Led astray
July 3, 2007
By Greg Ebie
As a boy staying at my grandfather’s farm, I joined him each afternoon for the walk down to the pasture to bring the cows up to the barn for milking (sometimes they would be in the back pasture and the walk lasted a mile or more). Once the first cows started the walk toward the barn the others quickly followed.

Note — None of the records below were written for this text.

use axum::{
    extract::{Query, State},
    Json,
};
use serde::{Deserialize, Serialize};
use tracing::info;
use uuid::Uuid;

use crate::advisor::{
    self,
    briefs::TaskBrief,
    outputs::{Advised, TaskRecommendation},
};
use crate::auth::extractor::ManagerUser;
use crate::distribution::assignee;
use crate::distribution::rebalance::{self, RebalanceReport, TASKS_PER_OVERLOADED_MEMBER};
use crate::errors::AppError;
use crate::models::task::{TaskRow, TaskStatus};
use crate::models::user::User;
use crate::state::AppState;
use crate::tasks::{queries as task_queries, workload};

#[derive(Debug, Deserialize)]
pub struct RecommendRequest {
    pub task_id: Uuid,
    #[serde(default)]
    pub auto_assign: bool,
}

#[derive(Debug, Deserialize)]
pub struct RebalanceQuery {
    #[serde(default)]
    pub apply: bool,
}

#[derive(Debug, Serialize)]
pub struct UserDetails {
    pub email: String,
    pub position: Option<String>,
    pub department: Option<String>,
}

impl From<&User> for UserDetails {
    fn from(u: &User) -> Self {
        Self {
            email: u.email.clone(),
            position: u.position.clone(),
            department: u.department.clone(),
        }
    }
}

#[derive(Debug, Serialize)]
pub struct RecommendResponse {
    pub task_id: Uuid,
    #[serde(flatten)]
    pub recommendation: Advised<TaskRecommendation>,
    pub user_details: Option<UserDetails>,
    pub assigned: bool,
    #[serde(skip_serializing_if = "Option::is_none")]
    pub message: Option<&'static str>,
}

/// Hands `task` to the recommended user and resets it to pending. Scores are
/// only recorded for an AI recommendation.
fn assign_recommended(task: &mut TaskRow, advised: &Advised<TaskRecommendation>) {
    task.assigned_to = Some(advised.value.recommended_user_id);
    task.status = TaskStatus::Pending;
    if advised.is_ai() {
        task.ai_match_score = Some(advised.value.match_score);
        task.ai_recommendation_reason = Some(advised.value.reasoning.clone());
    } else {
        task.ai_match_score = None;
        task.ai_recommendation_reason = None;
    }
}

/// POST /api/v1/ai/tasks/recommend
pub async fn handle_recommend(
    State(state): State<AppState>,
    ManagerUser(manager): ManagerUser,
    Json(req): Json<RecommendRequest>,
) -> Result<Json<RecommendResponse>, AppError> {
    let task = task_queries::find(&state.db, req.task_id)
        .await?
        .ok_or_else(|| AppError::NotFound(format!("Task {} not found", req.task_id)))?;

    let pool = assignee::load_pool(&state.db, &manager).await?;
    let advised = advisor::recommend(
        state.advisor.as_ref(),
        &TaskBrief::from(&task),
        &pool.candidates,
        &pool.context,
    )
    .await
    .ok_or_else(|| {
        AppError::UnprocessableEntity("No team member has available hours".to_string())
    })?;

    let user_details = pool
        .member(advised.value.recommended_user_id)
        .map(UserDetails::from);

    let mut assigned = false;
    if req.auto_assign {
        let mut tx = state.db.begin().await?;
        let mut locked = task_queries::find_for_update(&mut tx, task.id)
            .await?
            .ok_or_else(|| AppError::NotFound(format!("Task {} not found", task.id)))?;
        let before = locked.held_hours();
        assign_recommended(&mut locked, &advised);
        task_queries::save(&mut tx, &locked).await?;
        workload::apply_transition(&mut tx, before, locked.held_hours()).await?;
        tx.commit().await?;

        info!(
            task_id = %task.id,
            assigned_to = %advised.value.recommended_user_id,
            source = ?advised.source,
            "Auto-assigned task"
        );
        assigned = true;
    }

    Ok(Json(RecommendResponse {
        task_id: task.id,
        recommendation: advised,
        user_details,
        assigned,
        message: assigned.then_some("Task assigned successfully"),
    }))
}

/// POST /api/v1/ai/tasks/rebalance-team
pub async fn handle_rebalance_team(
    State(state): State<AppState>,
    ManagerUser(manager): ManagerUser,
    Query(query): Query<RebalanceQuery>,
) -> Result<Json<RebalanceReport>, AppError> {
    let pool = assignee::load_pool(&state.db, &manager).await?;
    if pool.members.is_empty() {
        return Err(AppError::NotFound("Team not found".to_string()));
    }

    let mut overloaded = Vec::new();
    for member in pool.members.iter().filter(|m| m.is_overloaded()) {
        let tasks =
            task_queries::top_pending_for_user(&state.db, member.id, TASKS_PER_OVERLOADED_MEMBER)
                .await?;
        overloaded.push((member.clone(), tasks));
    }

    let mut moves = rebalance::plan_moves(state.advisor.as_ref(), &overloaded, &pool).await;

    if query.apply && !moves.is_empty() {
        let mut tx = state.db.begin().await?;
        rebalance::apply_moves(&mut tx, &mut moves).await?;
        tx.commit().await?;
    }

    info!(
        manager_id = %manager.id,
        overloaded = overloaded.len(),
        moves = moves.len(),
        apply = query.apply,
        "Rebalanced team workload"
    );
    Ok(Json(RebalanceReport::new(&pool.members, moves, query.apply)))
}

#[cfg(test)]
mod tests {
    use super::*;
    use crate::models::task::test_task;

    fn recommendation(user: Uuid) -> TaskRecommendation {
        TaskRecommendation {
            recommended_user_id: user,
            recommended_user_name: "Ana".to_string(),
            match_score: 91.0,
            reasoning: "Knows the codebase".to_string(),
            pros: vec![],
            cons: vec![],
            alternative_user_id: None,
            alternative_user_name: None,
            warnings: vec![],
        }
    }

    #[test]
    fn test_ai_assignment_records_score() {
        let mut task = test_task(TaskStatus::Blocked, Some(5.0), 1.0);
        let ana = Uuid::new_v4();

        assign_recommended(&mut task, &Advised::ai(recommendation(ana)));

        assert_eq!(task.assigned_to, Some(ana));
        assert_eq!(task.status, TaskStatus::Pending);
        assert_eq!(task.ai_match_score, Some(91.0));
        assert_eq!(task.ai_recommendation_reason.as_deref(), Some("Knows the codebase"));
    }

    #[test]
    fn test_fallback_assignment_clears_score() {
        let mut task = test_task(TaskStatus::Pending, Some(5.0), 0.0);
        task.ai_match_score = Some(70.0);
        let ana = Uuid::new_v4();

        assign_recommended(&mut task, &Advised::fallback(recommendation(ana)));

        assert_eq!(task.assigned_to, Some(ana));
        assert!(task.ai_match_score.is_none());
        assert!(task.ai_recommendation_reason.is_none());
    }

    #[test]
    fn test_request_defaults() {
        let req: RecommendRequest =
            serde_json::from_str(&format!(r#"{{"task_id": "{}"}}"#, Uuid::nil())).unwrap();
        assert!(!req.auto_assign);
    }
}
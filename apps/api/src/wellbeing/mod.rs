//! Well-being check-ins, their analysis and team summaries.

pub mod handlers;
pub mod metrics;
pub mod queries;
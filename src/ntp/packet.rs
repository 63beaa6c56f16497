//! SNTP wire helpers: request layout and transmit timestamp decoding

/// Size of an NTP packet without extension fields
pub const PACKET_LEN: usize = 48;

/// LI=0, VN=3, Mode=3 (client)
pub const CLIENT_MODE_V3: u8 = 0x1b;

/// Seconds between 1900-01-01 (NTP epoch) and 1970-01-01 (Unix epoch)
pub const NTP_UNIX_OFFSET_SECS: i64 = 2_208_988_800;

/// Word index of the transmit timestamp seconds field
pub const TRANSMIT_SECS_WORD: usize = 10;

/// Byte offset of the transmit timestamp seconds field
const TRANSMIT_SECS_OFFSET: usize = TRANSMIT_SECS_WORD * 4;

/// A reply must be strictly longer than this to carry the transmit seconds
pub const MIN_REPLY_LEN: usize = TRANSMIT_SECS_OFFSET;

/// Build a client request packet
#[inline]
pub fn request() -> [u8; PACKET_LEN] {
    let mut packet = [0u8; PACKET_LEN];
    packet[0] = CLIENT_MODE_V3;
    packet
}

/// Big-endian 32-bit word to host order
#[inline]
pub const fn be_u32(bytes: [u8; 4]) -> u32 {
    ((bytes[0] as u32) << 24)
        | ((bytes[1] as u32) << 16)
        | ((bytes[2] as u32) << 8)
        | bytes[3] as u32
}

/// Convert NTP-era seconds to Unix seconds
#[inline]
pub const fn ntp_to_unix(ntp_secs: u32) -> i64 {
    ntp_secs as i64 - NTP_UNIX_OFFSET_SECS
}

/// Decode the transmit timestamp of a reply as Unix seconds.
///
/// Only the first `len` bytes of `buf` count as received. Returns `None` when
/// they stop short of the end of word 10; the rest of the packet is not
/// inspected, so a truncated reply is accepted as long as the field is there.
pub fn transmit_unix_secs(buf: &[u8], len: usize) -> Option<i64> {
    let received = &buf[..len.min(buf.len())];
    if received.len() <= MIN_REPLY_LEN {
        return None;
    }

    let mut word = [0u8; 4];
    for (i, byte) in word.iter_mut().enumerate() {
        // Bytes past the received length read as zero
        *byte = received.get(TRANSMIT_SECS_OFFSET + i).copied().unwrap_or(0);
    }

    Some(ntp_to_unix(be_u32(word)))
}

Moving up the road and into the barn, each cow made its way to her own stall to be milked and fed. I was always amazed how they knew exactly where to go.
From what I understand, sheep are different from cows. Once we got the cows started toward the barn they would just go and we followed them back (watching where you stepped). Sheep, on the other hand, must be led by a shepherd; you can’t herd sheep like you can cattle.
Throughout the Bible God’s people are often referred to as sheep. People resist being forced to do anything; instead of being “herded” and pushed to do something, people respond better to being led. We like to follow.
“My people have been lost sheep; their shepherds have led them astray and caused them to roam on the mountains. They wandered over mountain and hill and forgot their own resting place. Whoever found them devoured them; their enemies said, ‘We are not guilty, for they sinned against the Lord, their true pasture, the Lord, the hope of their fathers’ ” (Jeremiah 50:6,7, NIV).
God’s people did not just wander from the way God had prepared for them; their shepherds led them astray. Kings, priests and false prophets took paths God had forbidden, and the great majority of God’s people just followed them.
As a pastor I take these verses very personally. What I say and how I live my life is not just a personal matter but affects those God has called me to lead. But it is not just the people who attend the church; my influence is even greater for my family. As a father, the choices I make have a more immediate and dramatic effect on my children.
How about you? You may not be a pastor, but whom do you lead or have influence over? God will hold us accountable for how we lead. Let’s be a good example and not just leave others to wander aimlessly and lose their way home.
D. Greg Ebie is senior pastor of Praise Assembly of God in Garrettsville, Ohio, and an author of Daily Bread devotionals.